_WHAT YOU SHOULD DO_. For this exercise, transcribe all of the entries exactly.

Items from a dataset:
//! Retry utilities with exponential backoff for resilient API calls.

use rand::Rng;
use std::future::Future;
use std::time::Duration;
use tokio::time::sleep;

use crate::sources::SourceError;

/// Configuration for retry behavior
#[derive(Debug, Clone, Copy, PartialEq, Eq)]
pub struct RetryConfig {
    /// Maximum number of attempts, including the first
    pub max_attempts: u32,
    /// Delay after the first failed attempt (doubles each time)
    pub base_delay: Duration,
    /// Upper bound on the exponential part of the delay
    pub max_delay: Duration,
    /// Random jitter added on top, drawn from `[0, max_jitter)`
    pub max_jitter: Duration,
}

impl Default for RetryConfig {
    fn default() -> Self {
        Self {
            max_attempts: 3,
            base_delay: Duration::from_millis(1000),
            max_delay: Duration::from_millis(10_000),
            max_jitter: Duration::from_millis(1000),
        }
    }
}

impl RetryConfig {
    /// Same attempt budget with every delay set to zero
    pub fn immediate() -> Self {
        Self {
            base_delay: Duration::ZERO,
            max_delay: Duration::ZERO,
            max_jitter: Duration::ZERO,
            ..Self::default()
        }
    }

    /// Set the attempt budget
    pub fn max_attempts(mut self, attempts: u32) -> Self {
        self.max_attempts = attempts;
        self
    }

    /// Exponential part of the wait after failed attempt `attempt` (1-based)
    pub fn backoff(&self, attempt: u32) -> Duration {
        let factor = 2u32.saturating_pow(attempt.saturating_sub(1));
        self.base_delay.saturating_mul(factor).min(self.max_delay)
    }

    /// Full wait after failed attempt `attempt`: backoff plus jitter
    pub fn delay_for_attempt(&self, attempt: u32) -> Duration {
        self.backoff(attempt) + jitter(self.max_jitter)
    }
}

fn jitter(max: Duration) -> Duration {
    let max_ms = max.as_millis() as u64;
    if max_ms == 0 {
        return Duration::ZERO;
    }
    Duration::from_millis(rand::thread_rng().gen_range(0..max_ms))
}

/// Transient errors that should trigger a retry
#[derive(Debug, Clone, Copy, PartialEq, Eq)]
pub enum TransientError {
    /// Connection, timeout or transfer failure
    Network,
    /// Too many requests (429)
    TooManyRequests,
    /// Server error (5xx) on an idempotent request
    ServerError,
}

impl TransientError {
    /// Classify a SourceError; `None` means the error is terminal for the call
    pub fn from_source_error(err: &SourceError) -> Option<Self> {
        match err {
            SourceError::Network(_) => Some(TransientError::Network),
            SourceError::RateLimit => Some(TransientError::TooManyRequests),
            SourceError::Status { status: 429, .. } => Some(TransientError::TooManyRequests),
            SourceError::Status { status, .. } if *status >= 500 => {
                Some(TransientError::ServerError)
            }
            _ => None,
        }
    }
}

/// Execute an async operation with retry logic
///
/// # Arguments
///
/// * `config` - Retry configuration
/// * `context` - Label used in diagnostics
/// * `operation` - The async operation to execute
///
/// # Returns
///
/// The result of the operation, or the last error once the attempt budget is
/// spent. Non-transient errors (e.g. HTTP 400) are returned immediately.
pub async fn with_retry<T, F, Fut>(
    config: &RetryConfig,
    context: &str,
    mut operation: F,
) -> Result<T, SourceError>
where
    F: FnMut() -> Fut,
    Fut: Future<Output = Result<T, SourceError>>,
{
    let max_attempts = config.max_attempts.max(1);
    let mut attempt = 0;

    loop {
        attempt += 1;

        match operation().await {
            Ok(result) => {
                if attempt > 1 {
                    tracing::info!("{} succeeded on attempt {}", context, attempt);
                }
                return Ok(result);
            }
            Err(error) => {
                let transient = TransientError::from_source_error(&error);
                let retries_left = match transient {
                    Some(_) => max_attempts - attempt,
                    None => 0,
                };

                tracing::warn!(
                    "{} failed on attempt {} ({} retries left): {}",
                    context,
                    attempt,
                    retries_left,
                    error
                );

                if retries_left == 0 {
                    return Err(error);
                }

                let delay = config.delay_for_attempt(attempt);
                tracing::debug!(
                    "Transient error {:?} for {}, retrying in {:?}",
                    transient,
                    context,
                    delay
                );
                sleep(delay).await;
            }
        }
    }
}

_OUTPUT OF THE EXERCISE_.
//! Retry utilities with exponential backoff for resilient API calls.

use rand::Rng;
use std::future::Future;
use std::time::Duration;
use tokio::time::sleep;

use crate::sources::SourceError;

/// Configuration for retry behavior
#[derive(Debug, Clone, Copy, PartialEq, Eq)]
pub struct RetryConfig {
    /// Maximum number of attempts, including the first
    pub max_attempts: u32,
    /// Delay after the first failed attempt (doubles each time)
    pub base_delay: Duration,
    /// Upper bound on the exponential part of the delay
    pub max_delay: Duration,
    /// Random jitter added on top, drawn from `[0, max_jitter)`
    pub max_jitter: Duration,
}

impl Default for RetryConfig {
    fn default() -> Self {
        Self {
            max_attempts: 3,
            base_delay: Duration::from_millis(1000),
            max_delay: Duration::from_millis(10_000),
            max_jitter: Duration::from_millis(1000),
        }
    }
}

impl RetryConfig {
    /// Same attempt budget with every delay set to zero
    pub fn immediate() -> Self {
        Self {
            base_delay: Duration::ZERO,
            max_delay: Duration::ZERO,
            max_jitter: Duration::ZERO,
            ..Self::default()
        }
    }

    /// Set the attempt budget
    pub fn max_attempts(mut self, attempts: u32) -> Self {
        self.max_attempts = attempts;
        self
    }

    /// Exponential part of the wait after failed attempt `attempt` (1-based)
    pub fn backoff(&self, attempt: u32) -> Duration {
        let factor = 2u32.saturating_pow(attempt.saturating_sub(1));
        self.base_delay.saturating_mul(factor).min(self.max_delay)
    }

    /// Full wait after failed attempt `attempt`: backoff plus jitter
    pub fn delay_for_attempt(&self, attempt: u32) -> Duration {
        self.backoff(attempt) + jitter(self.max_jitter)
    }
}

fn jitter(max: Duration) -> Duration {
    let max_ms = max.as_millis() as u64;
    if max_ms == 0 {
        return Duration::ZERO;
    }
    Duration::from_millis(rand::thread_rng().gen_range(0..max_ms))
}

/// Transient errors that should trigger a retry
#[derive(Debug, Clone, Copy, PartialEq, Eq)]
pub enum TransientError {
    /// Connection, timeout or transfer failure
    Network,
    /// Too many requests (429)
    TooManyRequests,
    /// Server error (5xx) on an idempotent request
    ServerError,
}

impl TransientError {
    /// Classify a SourceError; `None` means the error is terminal for the call
    pub fn from_source_error(err: &SourceError) -> Option<Self> {
        match err {
            SourceError::Network(_) => Some(TransientError::Network),
            SourceError::RateLimit => Some(TransientError::TooManyRequests),
            SourceError::Status { status: 429, .. } => Some(TransientError::TooManyRequests),
            SourceError::Status { status, .. } if *status >= 500 => {
                Some(TransientError::ServerError)
            }
            _ => None,
        }
    }
}

/// Execute an async operation with retry logic
///
/// # Arguments
///
/// * `config` - Retry configuration
/// * `context` - Label used in diagnostics
/// * `operation` - The async operation to execute
///
/// # Returns
///
/// The result of the operation, or the last error once the attempt budget is
/// spent. Non-transient errors (e.g. HTTP 400) are returned immediately.
pub async fn with_retry<T, F, Fut>(
    config: &RetryConfig,
    context: &str,
    mut operation: F,
) -> Result<T, SourceError>
where
    F: FnMut() -> Fut,
    Fut: Future<Output = Result<T, SourceError>>,
{
    let max_attempts = config.max_attempts.max(1);
    let mut attempt = 0;

    loop {
        attempt += 1;

        match operation().await {
            Ok(result) => {
                if attempt > 1 {
                    tracing::info!("{} succeeded on attempt {}", context, attempt);
                }
                return Ok(result);
            }
            Err(error) => {
                let transient = TransientError::from_source_error(&error);
                let retries_left = match transient {
                    Some(_) => max_attempts - attempt,
                    None => 0,
                };

                tracing::warn!(
                    "{} failed on attempt {} ({} retries left): {}",
                    context,
                    attempt,
                    retries_left,
                    error
                );

                if retries_left == 0 {
                    return Err(error);
                }

                let delay = config.delay_for_attempt(attempt);
                tracing::debug!(
                    "Transient error {:?} for {}, retrying in {:?}",
                    transient,
                    context,
                    delay
                );
                sleep(delay).await;
            }
        }
    }
}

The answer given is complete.